Silver BlogDesign patterns in machine learning

Can we abstract best practices to real design patterns yet?



By Ágoston Török, Director Data Science, AGT International

According to its definition, a design pattern is a reusable solution to a commonly occurring problem. In software engineering, the concept dates back to 1987 when Beck and Cunningham started to apply it to programming. By the 2000s, design patterns — especially the SOLID design principles for OOP — were considered common knowledge to programmers. Fast forward 15 years and we arrive at the era of Software 2.0: machine learning models start to replace classical functions in more and more places of code. Today, we look at software as a fusion of traditional code, machine learning models and the underlying data.
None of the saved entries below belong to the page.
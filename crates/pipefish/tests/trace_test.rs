use pipefish::{
    Block, BlockRegistry, Endpoint, Grid, GridPos, Link, LinkRef, LinkRegistry, TrackerGrid,
    plan_route, trace_route,
};

fn pos(col: i32, row: i32) -> GridPos {
    GridPos::new(col, row)
}

/// Source at block (0,0), destination at (2,2): waypoints
/// (0,0) → (0,3) → (4,3) → (4,4).
fn traced_scene() -> (Grid, TrackerGrid, pipefish::Route, LinkRef) {
    let grid = Grid::default();
    let mut blocks = BlockRegistry::new();
    let a = blocks.add(Block::new(0, 0, 1, "a")).unwrap();
    let b = blocks.add(Block::new(2, 2, 1, "b")).unwrap();

    let mut links = LinkRegistry::new();
    let id = links
        .add(Link::new(Endpoint::new(a, 0), Endpoint::new(b, 0)))
        .unwrap();
    let link_ref = LinkRef::Stored(id);

    let link = *links.get(id).unwrap();
    let mut route = plan_route(&grid, &blocks, &link).unwrap();
    let mut trackers = TrackerGrid::new(&grid);
    trace_route(&grid, &mut trackers, link_ref, &mut route);
    (grid, trackers, route, link_ref)
}

#[test]
fn all_cells_lists_every_crossed_cell_in_traversal_order() {
    let (_, _, route, _) = traced_scene();
    assert_eq!(
        route.all_cells(),
        &[
            pos(0, 0),
            pos(0, 1),
            pos(0, 2),
            pos(0, 3),
            pos(1, 3),
            pos(2, 3),
            pos(3, 3),
            pos(4, 3),
            pos(4, 4),
        ]
    );
}

#[test]
fn waypoint_cells_derive_directions_from_both_neighbors() {
    let (_, trackers, _, _) = traced_scene();

    // Start: only a vertical exit.
    let [start] = trackers.trackers(pos(0, 0)) else {
        panic!("expected one tracker on the start cell");
    };
    assert!(start.is_start && !start.is_end);
    assert!(start.directions.vertical && !start.directions.horizontal);

    // First corner: vertical arrival, horizontal exit.
    let [corner] = trackers.trackers(pos(0, 3)) else {
        panic!("expected one tracker on the corner cell");
    };
    assert!(!corner.is_start && !corner.is_end);
    assert!(corner.directions.vertical && corner.directions.horizontal);

    // End: vertical arrival only.
    let [end] = trackers.trackers(pos(4, 4)) else {
        panic!("expected one tracker on the end cell");
    };
    assert!(end.is_end && !end.is_start);
    assert!(end.directions.vertical && !end.directions.horizontal);
}

#[test]
fn in_between_cells_get_the_segment_direction_only() {
    let (_, trackers, _, link) = traced_scene();

    let [tracker] = trackers.trackers(pos(0, 2)) else {
        panic!("expected one tracker");
    };
    assert!(tracker.directions.vertical && !tracker.directions.horizontal);
    assert!(!tracker.is_start && !tracker.is_end);

    let [tracker] = trackers.trackers(pos(2, 3)) else {
        panic!("expected one tracker");
    };
    assert!(tracker.directions.horizontal && !tracker.directions.vertical);
    assert_eq!(tracker.link, link);

    // Cells the route never touches stay empty.
    assert!(trackers.trackers(pos(6, 6)).is_empty());
}

#[test]
fn counts_and_segment_queries_respect_direction_and_terminus_flags() {
    let (_, trackers, _, link) = traced_scene();

    assert_eq!(trackers.count_horizontal(pos(2, 3)), 1);
    assert_eq!(trackers.count_horizontal(pos(0, 2)), 0);

    assert_eq!(trackers.count_vertical(pos(0, 2), false, false), 1);
    // Excluding start points silences the route's own start cell...
    assert_eq!(trackers.count_vertical(pos(0, 0), true, false), 0);
    // ...while excluding end points does not.
    assert_eq!(trackers.count_vertical(pos(0, 0), false, true), 1);
    assert_eq!(trackers.count_vertical(pos(4, 4), false, true), 0);

    assert!(trackers.contains_vertical_segment(pos(0, 1), link));
    assert!(!trackers.contains_vertical_segment(pos(2, 3), link));
    assert!(trackers.contains_horizontal_segment(pos(3, 3), link));
    assert!(!trackers.contains_horizontal_segment(pos(0, 1), link));
}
This fusion requires a seamless integration of these components, which is often far from trivial given the fields’ often disparate history and evolution.


Today, we look at software as a fusion of traditional code, machine learning models and the underlying data.


Design patterns, however, have not been extended yet to deal with the challenges of this new era. In Software 2.0 common challenges do not appear only at the code level but at the level of problem definition, data representation, training methods, scaling, and on the ethical aspects of the design of AI-enabled systems. This creates a fertile ground for the practice of machine learning antipatterns. Unfortunately, today even blogposts and conferences feature sometimes antipatterns: practices that believed to improve things but in reality they make things worse. Since antipatterns also require skills, they are often not recognized as such by their practitioners. Therefore in the following, I will give two examples of common ML challenges but, instead of starting with the design pattern, I will introduce first their solution antipatterns.

 

The model shows bad performance on the evaluation metrics

 
In the common scenario, after collecting, cleaning, and preparing the data the engineer trains a first model and finds that it shows bad performance on the test data. A common antipattern is to replace the first model with a more complex one (e.g. often gradient boosted trees) and improve the performance by this. A variation of this antipattern may follow this step by combining several models by e.g. model averaging.



Donald Knuth famous quote “premature optimization is the root of all evil” is almost 50 years old and is still true. Image with permission from tddcomics.

 

The problem with these methods is that they look only at part of the problem, i.e. the model, and choose to resolve it by increasing the complexity of the model. This steps forces us to accept the high risk of overfitting and to trade explainability for additional predictive power. While there are efficient practices to mitigate the side effects of this choice (e.g. LIME), we cannot fully eliminate them.

The design pattern is error analysis. This in practice means looking at where our model made errors, either by assessing the model fit on different test sets or by even looking at individual cases where our model was wrong. Although, we all heard the saying “garbage in, garbage out”, still very few people appreciates how much this is true even for little inconsistencies in the data. Maybe the labels are coming from different raters, each having their own, slightly different interpretation of the labelling guidelines. Maybe the way of collecting the data has changed over time. The effect of error analysis is especially strong for small data problems. However, we should also keep in mind that in a significant proportion of big data situations we also deal with long tail events (e.g. identify rare talents from an admission exam).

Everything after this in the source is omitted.